## Aim of the exercise
Your answer should hold every line of the records below that contains the string "BanditReranker".

## Extracted data
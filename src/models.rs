// src/models.rs

use chrono::{DateTime, Utc};
use serde::{Deserialize, Serialize};
use std::fmt;
use uuid::Uuid;

use crate::config::{DEFAULT_RELEVANCE_PRIOR, EXCELLENT_THRESHOLD, FAIR_THRESHOLD, GOOD_THRESHOLD};

//------------------------------------------------------------------------------
// IDENTIFIER TYPES
//------------------------------------------------------------------------------

/// Stable identity of a transcript chunk, derived from (video id, start offset).
///
/// Two chunks with the same source item and start offset are the same entity
/// even if their text drifted between transcript fetches.
#[derive(Debug, Clone, PartialEq, Eq, Hash, PartialOrd, Ord, Serialize, Deserialize)]
#[serde(transparent)]
pub struct ChunkId(pub String);

impl ChunkId {
    pub fn new(video_id: &str, start_time: f64) -> Self {
        // -0.0 formats as "-0" but names the same offset as 0.0.
        let start_time = if start_time == 0.0 { 0.0 } else { start_time };
        ChunkId(format!("{}_{}", video_id, start_time))
    }

    pub fn as_str(&self) -> &str {
        &self.0
    }
}

impl fmt::Display for ChunkId {
    fn fmt(&self, f: &mut fmt::Formatter<'_>) -> fmt::Result {
        f.write_str(&self.0)
    }
}

//------------------------------------------------------------------------------
// CHUNKS AND REWARDS
//------------------------------------------------------------------------------

/// A timestamped span of transcript text, the atomic retrieval unit.
#[derive(Debug, Clone, PartialEq, Serialize, Deserialize)]
pub struct Chunk {
    pub video_id: String,
    pub start_time: f64,
    pub end_time: f64,
    pub text: String,
    /// Relevance prior supplied by the embedding model (cosine similarity).
    pub relevance_score: Option<f64>,
}

impl Chunk {
    pub fn new(video_id: impl Into<String>, start_time: f64, end_time: f64, text: impl Into<String>) -> Self {
        Self {
            video_id: video_id.into(),
            start_time,
            end_time,
            text: text.into(),
            relevance_score: None,
        }
    }

    pub fn with_relevance(mut self, relevance_score: f64) -> Self {
        self.relevance_score = Some(relevance_score);
        self
    }

    pub fn id(&self) -> ChunkId {
        ChunkId::new(&self.video_id, self.start_time)
    }

    pub fn duration(&self) -> f64 {
        (self.end_time - self.start_time).max(0.0)
    }

    /// The externally supplied prior, or the neutral default for unscored chunks.
    pub fn prior(&self) -> f64 {
        self.relevance_score.unwrap_or(DEFAULT_RELEVANCE_PRIOR)
    }
}

/// Chunk features captured at rating time.
#[derive(Debug, Clone, PartialEq, Serialize, Deserialize)]
pub struct FeatureSnapshot {
    pub relevance_score: f64,
    pub text_length: usize,
    pub duration: f64,
    pub start_time: f64,
}

impl FeatureSnapshot {
    pub fn capture(chunk: &Chunk, relevance_override: Option<f64>) -> Self {
        Self {
            relevance_score: relevance_override.or(chunk.relevance_score).unwrap_or(0.0),
            text_length: chunk.text.chars().count(),
            duration: chunk.duration(),
            start_time: chunk.start_time,
        }
    }
}

/// One explicit rating converted to a reward in [0, 1]. Immutable once created.
#[derive(Debug, Clone, PartialEq, Serialize, Deserialize)]
pub struct RewardRecord {
    pub chunk_id: ChunkId,
    pub reward: f64,
    pub features: Option<FeatureSnapshot>,
    pub recorded_at: DateTime<Utc>,
}

/// Converts a 1-5 star rating to a [0, 1] reward.
pub fn rating_to_reward(rating: u8) -> f64 {
    (f64::from(rating) - 1.0) / 4.0
}

/// A rating row as written to the durable feedback log.
#[derive(Debug, Clone, PartialEq, Serialize, Deserialize)]
pub struct RatingRow {
    pub id: Uuid,
    pub query: String,
    pub chunk_id: ChunkId,
    pub video_id: String,
    pub start_time: f64,
    pub end_time: f64,
    pub chunk_text: String,
    pub relevance_score: Option<f64>,
    pub rating: u8,
    pub session_id: Option<String>,
    pub created_at: DateTime<Utc>,
}

impl RatingRow {
    pub fn new(query: &str, chunk: &Chunk, rating: u8, session_id: Option<String>) -> Self {
        Self {
            id: Uuid::new_v4(),
            query: query.to_string(),
            chunk_id: chunk.id(),
            video_id: chunk.video_id.clone(),
            start_time: chunk.start_time,
            end_time: chunk.end_time,
            chunk_text: chunk.text.clone(),
            relevance_score: chunk.relevance_score,
            rating,
            session_id,
            created_at: Utc::now(),
        }
    }
}

//------------------------------------------------------------------------------
// QUALITY EVALUATION
//------------------------------------------------------------------------------

#[derive(Debug, Clone, Copy, PartialEq, Eq, Hash, Serialize, Deserialize)]
#[serde(rename_all = "snake_case")]
pub enum QualityLabel {
    Excellent, // >= 4.0
    Good,      // >= 3.5
    Fair,      // >= 2.5
    Poor,      // < 2.5
    /// Heuristic fallback, the scoring oracle was not consulted successfully.
    Error,
    NoResults,
}

impl QualityLabel {
    pub fn from_mean_score(mean: f64) -> Self {
        match mean {
            m if m >= EXCELLENT_THRESHOLD => QualityLabel::Excellent,
            m if m >= GOOD_THRESHOLD => QualityLabel::Good,
            m if m >= FAIR_THRESHOLD => QualityLabel::Fair,
            _ => QualityLabel::Poor,
        }
    }

    pub fn as_str(&self) -> &'static str {
        match self {
            QualityLabel::Excellent => "excellent",
            QualityLabel::Good => "good",
            QualityLabel::Fair => "fair",
            QualityLabel::Poor => "poor",
            QualityLabel::Error => "error",
            QualityLabel::NoResults => "no_results",
        }
    }

    pub fn from_str(s: &str) -> Option<Self> {
        match s {
            "excellent" => Some(QualityLabel::Excellent),
            "good" => Some(QualityLabel::Good),
            "fair" => Some(QualityLabel::Fair),
            "poor" => Some(QualityLabel::Poor),
            "error" => Some(QualityLabel::Error),
            "no_results" => Some(QualityLabel::NoResults),
            _ => None,
        }
    }

    /// Whether the label came from a real oracle score.
    pub fn is_genuine(&self) -> bool {
        !matches!(self, QualityLabel::Error | QualityLabel::NoResults)
    }
}

/// The judge's recommendation on whether and when to retrain.
#[derive(Debug, Clone, Copy, PartialEq, Eq, Hash, Serialize, Deserialize)]
#[serde(rename_all = "snake_case")]
pub enum TriggerDecision {
    None,
    Monitor,
    Scheduled,
    Immediate,
}

impl TriggerDecision {
    pub fn as_str(&self) -> &'static str {
        match self {
            TriggerDecision::None => "none",
            TriggerDecision::Monitor => "monitor",
            TriggerDecision::Scheduled => "scheduled",
            TriggerDecision::Immediate => "immediate",
        }
    }

    pub fn from_str(s: &str) -> Option<Self> {
        match s {
            "none" => Some(TriggerDecision::None),
            "monitor" => Some(TriggerDecision::Monitor),
            "scheduled" => Some(TriggerDecision::Scheduled),
            "immediate" => Some(TriggerDecision::Immediate),
            _ => None,
        }
    }
}

#[derive(Debug, Clone, Copy, PartialEq, Eq, Serialize, Deserialize)]
#[serde(rename_all = "snake_case")]
pub enum QualityTrend {
    Improving,
    Declining,
    Stable,
    InsufficientData,
}

impl QualityTrend {
    pub fn as_str(&self) -> &'static str {
        match self {
            QualityTrend::Improving => "improving",
            QualityTrend::Declining => "declining",
            QualityTrend::Stable => "stable",
            QualityTrend::InsufficientData => "insufficient_data",
        }
    }
}

/// Outcome of judging one ranked result list.
#[derive(Debug, Clone, PartialEq, Serialize, Deserialize)]
pub struct QualityEvaluation {
    pub id: Uuid,
    pub query: String,
    /// Source item of the top result, if any.
    pub video_id: Option<String>,
    pub scores: Vec<u8>,
    pub mean_score: f64,
    pub label: QualityLabel,
    pub trigger: TriggerDecision,
    pub evaluation_secs: f64,
    pub oracle_model: Option<String>,
    pub created_at: DateTime<Utc>,
}

impl QualityEvaluation {
    pub fn no_results(query: &str) -> Self {
        Self {
            id: Uuid::new_v4(),
            query: query.to_string(),
            video_id: None,
            scores: Vec::new(),
            mean_score: 0.0,
            label: QualityLabel::NoResults,
            trigger: TriggerDecision::None,
            evaluation_secs: 0.0,
            oracle_model: None,
            created_at: Utc::now(),
        }
    }
}

/// Mean of a slice, `None` when empty.
pub fn mean(values: &[f64]) -> Option<f64> {
    if values.is_empty() {
        return None;
    }
    Some(values.iter().sum::<f64>() / values.len() as f64)
}
// src/registry.rs

use chrono::{DateTime, Utc};
use log::info;
use parking_lot::RwLock;
use serde::Serialize;
use std::fmt;
use std::sync::Arc;

use crate::embedding::EmbeddingModel;

/// An immutable, versioned handle to a trained embedding model.
pub struct ModelVersion {
    pub version: u64,
    pub model: Arc<dyn EmbeddingModel>,
    pub created_at: DateTime<Utc>,
    /// Evaluation score that got this version deployed; `None` for the base model.
    pub eval_score: Option<f64>,
}

impl fmt::Debug for ModelVersion {
    fn fmt(&self, f: &mut fmt::Formatter<'_>) -> fmt::Result {
        f.debug_struct("ModelVersion")
            .field("version", &self.version)
            .field("model_id", &self.model.model_id())
            .field("created_at", &self.created_at)
            .field("eval_score", &self.eval_score)
            .finish()
    }
}

#[derive(Debug, Clone, Serialize)]
pub struct ModelInfo {
    pub version: u64,
    pub base_model: String,
    pub model_id: String,
    pub created_at: DateTime<Utc>,
    pub eval_score: Option<f64>,
}

/// Holds the single active model version.
///
/// Readers clone the `Arc` and keep using that version for the rest of their
/// request; an install is one pointer swap under a write lock held only for
/// the swap itself.
pub struct ModelRegistry {
    active: RwLock<Arc<ModelVersion>>,
    base_model: String,
}

impl ModelRegistry {
    /// Starts at version 1 with the base model.
    pub fn new(base: Arc<dyn EmbeddingModel>) -> Self {
        let base_model = base.model_id().to_string();
        let initial = ModelVersion {
            version: 1,
            model: base,
            created_at: Utc::now(),
            eval_score: None,
        };
        Self {
            active: RwLock::new(Arc::new(initial)),
            base_model,
        }
    }

    pub fn active(&self) -> Arc<ModelVersion> {
        self.active.read().clone()
    }

    pub fn current_version(&self) -> u64 {
        self.active.read().version
    }

    /// Installs `model` as the next version (current + 1) and returns it.
    /// The superseded version stays alive for readers still holding it.
    pub fn install(&self, model: Arc<dyn EmbeddingModel>, eval_score: f64) -> Arc<ModelVersion> {
        let mut active = self.active.write();
        let next = Arc::new(ModelVersion {
            version: active.version + 1,
            model,
            created_at: Utc::now(),
            eval_score: Some(eval_score),
        });
        let previous = std::mem::replace(&mut *active, next.clone());
        drop(active);

        info!(
            "Model registry: v{} ({}) superseded by v{} ({})",
            previous.version,
            previous.model.model_id(),
            next.version,
            next.model.model_id()
        );
        next
    }

    pub fn info(&self) -> ModelInfo {
        let active = self.active();
        ModelInfo {
            version: active.version,
            base_model: self.base_model.clone(),
            model_id: active.model.model_id().to_string(),
            created_at: active.created_at,
            eval_score: active.eval_score,
        }
    }
}
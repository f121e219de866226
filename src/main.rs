// src/main.rs
use anyhow::{Context, Result};
use log::{error, info, warn};
use std::sync::Arc;
use std::time::Duration;

use reranker_lib::{
    BanditReranker, ModelRegistry, QualityJudge, RankingOrchestrator, RerankerConfig,
    RetrainingScheduler, db,
    judge::OllamaOracle,
    remote::{HttpEmbeddingModel, HttpFineTuner},
    telemetry::{MetricsSink, TelemetrySink},
};

const SNAPSHOT_INTERVAL_SECS: u64 = 300;

#[tokio::main]
async fn main() -> Result<()> {
    // Initialize logging
    env_logger::init_from_env(env_logger::Env::default().default_filter_or("info"));
    info!("Starting chunk reranker");

    let config = RerankerConfig::from_env();
    let telemetry: Arc<dyn TelemetrySink> = Arc::new(MetricsSink);

    // Durable log (falls back to memory when PostgreSQL is down)
    let log = db::open_feedback_log(&config.database).await;

    // Model registry, starting from the base embedding model
    let base_model = HttpEmbeddingModel::new(&config.model_service, config.model_service.base_model.clone())
        .context("Failed to build embedding client")?;
    let registry = Arc::new(ModelRegistry::new(Arc::new(base_model)));
    info!("Active embedding model: {:?}", registry.info());

    // Quality judge
    let oracle = OllamaOracle::new(&config.oracle).context("Failed to build oracle client")?;
    oracle.check_connection().await;
    let judge = Arc::new(QualityJudge::new(
        Arc::new(oracle),
        log.clone(),
        telemetry.clone(),
        config.judge.clone(),
    ));
    judge.seed_history().await;

    // Bandit, restored from the last snapshot when possible
    let bandit = BanditReranker::load_or_new(&config.bandit, &config.snapshot_path);

    // Retraining scheduler
    let fine_tuner = HttpFineTuner::new(&config.model_service).context("Failed to build fine-tuning client")?;
    let scheduler = RetrainingScheduler::new(
        log.clone(),
        registry.clone(),
        Arc::new(fine_tuner),
        telemetry.clone(),
        config.scheduler.clone(),
    );
    let scheduler_handle = scheduler.spawn();

    let orchestrator = RankingOrchestrator::new(bandit, judge, registry, log, telemetry, &config)
        .with_trigger(scheduler_handle.trigger());

    info!("Chunk reranker is running. Press Ctrl-C to stop.");
    let mut snapshot_timer = tokio::time::interval(Duration::from_secs(SNAPSHOT_INTERVAL_SECS));
    snapshot_timer.tick().await;

    loop {
        tokio::select! {
            _ = snapshot_timer.tick() => {
                if let Err(e) = orchestrator.save_bandit_state() {
                    warn!("Periodic bandit snapshot failed: {:#}", e);
                }
                let stats = orchestrator.stats().await;
                info!(
                    "Bandit: {} interactions, {} chunks learned, epsilon {:.3}; judge trend {}; model v{}",
                    stats.bandit.total_interactions,
                    stats.bandit.chunks_learned,
                    stats.bandit.current_epsilon,
                    stats.judge.trend.as_str(),
                    stats.model.version
                );
            }
            result = tokio::signal::ctrl_c() => {
                if let Err(e) = result {
                    error!("Failed to listen for shutdown signal: {}", e);
                }
                break;
            }
        }
    }

    info!("Shutting down");
    if let Err(e) = orchestrator.save_bandit_state() {
        error!("Could not save bandit state on shutdown: {:#}", e);
    }
    scheduler_handle.shutdown().await?;
    info!("Chunk reranker stopped");
    Ok(())
}
use std::io::{self, BufRead, Write};

use clap::Parser;

use crate::{models::QueryResponse, services::Recommender};

/// Content-based movie recommendations
#[derive(Debug, Parser)]
#[command(name = "cinematch", version, about)]
pub struct Cli {
    /// Serve the HTTP API instead of answering on the terminal
    #[arg(long)]
    pub serve: bool,

    /// Number of recommendations per query (overrides TOP_N)
    #[arg(long, value_parser = clap::value_parser!(u64).range(1..))]
    pub top_n: Option<u64>,

    /// Movie title; words are joined with spaces. Omit for interactive mode
    pub title: Vec<String>,
}

impl Cli {
    /// Positional words joined and trimmed, or `None` when no words were given
    pub fn query(&self) -> Option<String> {
        if self.title.is_empty() {
            return None;
        }
        Some(self.title.join(" ").trim().to_string())
    }
}

pub fn is_exit_command(line: &str) -> bool {
    matches!(line.trim().to_lowercase().as_str(), "exit" | "quit")
}

/// Answers one query as a single JSON line
pub fn single_shot(recommender: &Recommender, query: &str) -> String {
    to_json_line(&recommender.respond(query, None))
}

/// Reads titles line by line until `exit`, `quit` or end of input, answering each.
///
/// Query errors are written as results and never end the session.
pub fn run_interactive<R: BufRead, W: Write>(
    recommender: &Recommender,
    mut input: R,
    mut output: W,
) -> io::Result<()> {
    writeln!(output, "Recommender ready.")?;

    loop {
        write!(output, "\nEnter a movie name (or 'exit'): ")?;
        output.flush()?;

        let mut line = String::new();
        if input.read_line(&mut line)? == 0 {
            break;
        }

        let query = line.trim();
        if is_exit_command(query) {
            break;
        }

        writeln!(output, "{}", to_json_line(&recommender.respond(query, None)))?;
    }

    Ok(())
}

fn to_json_line(response: &QueryResponse) -> String {
    serde_json::to_string(response)
        .unwrap_or_else(|e| format!(r#"{{"error":"failed to encode result: {}"}}"#, e))
}

#[cfg(test)]
mod tests {
    use super::*;
    use crate::models::{CatalogItem, ItemMetadata};
    use crate::services::{TitleResolver, VectorSource};
    use std::io::Cursor;

    fn recommender() -> Recommender {
        let item = |id: i64, title: &str, genres: &str| {
            CatalogItem::new(id, title).with_metadata(ItemMetadata {
                genres: Some(genres.to_string()),
                ..Default::default()
            })
        };
        Recommender::build(
            vec![
                item(1, "Alien", "Horror SciFi"),
                item(2, "Aliens", "Action SciFi"),
                item(3, "Heat", "Crime Thriller"),
            ],
            VectorSource::Lexical,
            TitleResolver::default(),
        )
        .unwrap()
    }

    #[test]
    fn test_query_joins_positional_words() {
        let cli = Cli::parse_from(["cinematch", " the", "dark", "knight "]);
        assert_eq!(cli.query().as_deref(), Some("the dark knight"));

        let cli = Cli::parse_from(["cinematch"]);
        assert_eq!(cli.query(), None);
    }

    #[test]
    fn test_top_n_must_be_positive() {
        assert!(Cli::try_parse_from(["cinematch", "--top-n", "0", "heat"]).is_err());
        let cli = Cli::parse_from(["cinematch", "--top-n", "3", "heat"]);
        assert_eq!(cli.top_n, Some(3));
    }

    #[test]
    fn test_exit_commands() {
        assert!(is_exit_command("exit"));
        assert!(is_exit_command(" QUIT "));
        assert!(!is_exit_command("exit wounds"));
    }

    #[test]
    fn test_single_shot_outputs_json() {
        let line = single_shot(&recommender(), "alien");
        let value: serde_json::Value = serde_json::from_str(&line).unwrap();
        assert_eq!(value["recommendations"][0]["id"], 2);
    }

    #[test]
    fn test_interactive_session_survives_errors() {
        let input = Cursor::new("xyzxyz123\n\nheat\nexit\nalien\n");
        let mut output = Vec::new();

        run_interactive(&recommender(), input, &mut output).unwrap();

        let text = String::from_utf8(output).unwrap();
        let results: Vec<serde_json::Value> = text
            .lines()
            .filter_map(|line| {
                line.find('{')
                    .and_then(|start| serde_json::from_str(&line[start..]).ok())
            })
            .collect();

        assert!(text.starts_with("Recommender ready."));
        assert_eq!(results.len(), 3);
        assert!(results[0]["error"].as_str().unwrap().contains("not found"));
        assert_eq!(results[1]["error"], "Invalid movie title.");
        assert!(results[2]["recommendations"].is_array());
    }

    #[test]
    fn test_interactive_session_ends_at_eof() {
        let mut output = Vec::new();
        run_interactive(&recommender(), Cursor::new(""), &mut output).unwrap();
        assert!(String::from_utf8(output).unwrap().contains("Recommender ready."));
    }
}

## Response for this exercise
    BanditReranker, ModelRegistry, QualityJudge, RankingOrchestrator, RerankerConfig,
    let bandit = BanditReranker::load_or_new(&config.bandit, &config.snapshot_path);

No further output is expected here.